Activity: What do the entries below say? Restate them word for word.

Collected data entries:
//! Failure taxonomy for solver runs and the distributed protocol
//!
//! Every failure in heatbench is fatal: there is no retry or recovery logic
//! beyond the worker's bounded connect loop. The variants here exist so that
//! callers (and tests) can tell a refused connection from a protocol
//! violation from a malformed chunk, instead of matching on error strings.
//!
//! Errors are propagated as `anyhow::Error` with `.context()` added at each
//! seam; a `HeatError` at the root of the chain stays downcastable via
//! `err.downcast_ref::<HeatError>()`.

use thiserror::Error;

/// Fatal error conditions recognized by the solvers and the wire protocol
#[derive(Debug, Error, PartialEq, Eq)]
pub enum HeatError {
    /// Rejected run parameters (dimensions, worker counts, flag combinations)
    #[error("invalid configuration: {0}")]
    InvalidConfig(String),

    /// Failed to establish a connection (dial, accept, or retry exhaustion)
    #[error("connection failed: {0}")]
    Connection(String),

    /// Peer closed the socket in the middle of a length-prefixed frame
    #[error("connection closed mid-frame ({0})")]
    ConnectionClosed(String),

    /// Length prefix above the frame sanity cap
    #[error("frame of {got} bytes exceeds the {cap} byte cap")]
    FrameTooLarge { got: u64, cap: u64 },

    /// Peer sent a message the current state does not accept
    #[error("protocol violation: {0}")]
    Protocol(String),

    /// A chunk arrived with a width that disagrees with the configured grid
    #[error("chunk shape mismatch: expected {expected} columns, got {actual}")]
    ShapeMismatch { expected: usize, actual: usize },

    /// The partitioner produced fewer ranges than there are workers to feed
    #[error("insufficient work: {rows} interior rows cannot feed {workers} workers")]
    InsufficientWork { rows: usize, workers: usize },
}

Task result:
//! Failure taxonomy for solver runs and the distributed protocol
//!
//! Every failure in heatbench is fatal: there is no retry or recovery logic
//! beyond the worker's bounded connect loop. The variants here exist so that
//! callers (and tests) can tell a refused connection from a protocol
//! violation from a malformed chunk, instead of matching on error strings.
//!
//! Errors are propagated as `anyhow::Error` with `.context()` added at each
//! seam; a `HeatError` at the root of the chain stays downcastable via
//! `err.downcast_ref::<HeatError>()`.

use thiserror::Error;

/// Fatal error conditions recognized by the solvers and the wire protocol
#[derive(Debug, Error, PartialEq, Eq)]
pub enum HeatError {
    /// Rejected run parameters (dimensions, worker counts, flag combinations)
    #[error("invalid configuration: {0}")]
    InvalidConfig(String),

    /// Failed to establish a connection (dial, accept, or retry exhaustion)
    #[error("connection failed: {0}")]
    Connection(String),

    /// Peer closed the socket in the middle of a length-prefixed frame
    #[error("connection closed mid-frame ({0})")]
    ConnectionClosed(String),

    /// Length prefix above the frame sanity cap
    #[error("frame of {got} bytes exceeds the {cap} byte cap")]
    FrameTooLarge { got: u64, cap: u64 },

    /// Peer sent a message the current state does not accept
    #[error("protocol violation: {0}")]
    Protocol(String),

    /// A chunk arrived with a width that disagrees with the configured grid
    #[error("chunk shape mismatch: expected {expected} columns, got {actual}")]
    ShapeMismatch { expected: usize, actual: usize },

    /// The partitioner produced fewer ranges than there are workers to feed
    #[error("insufficient work: {rows} interior rows cannot feed {workers} workers")]
    InsufficientWork { rows: usize, workers: usize },
}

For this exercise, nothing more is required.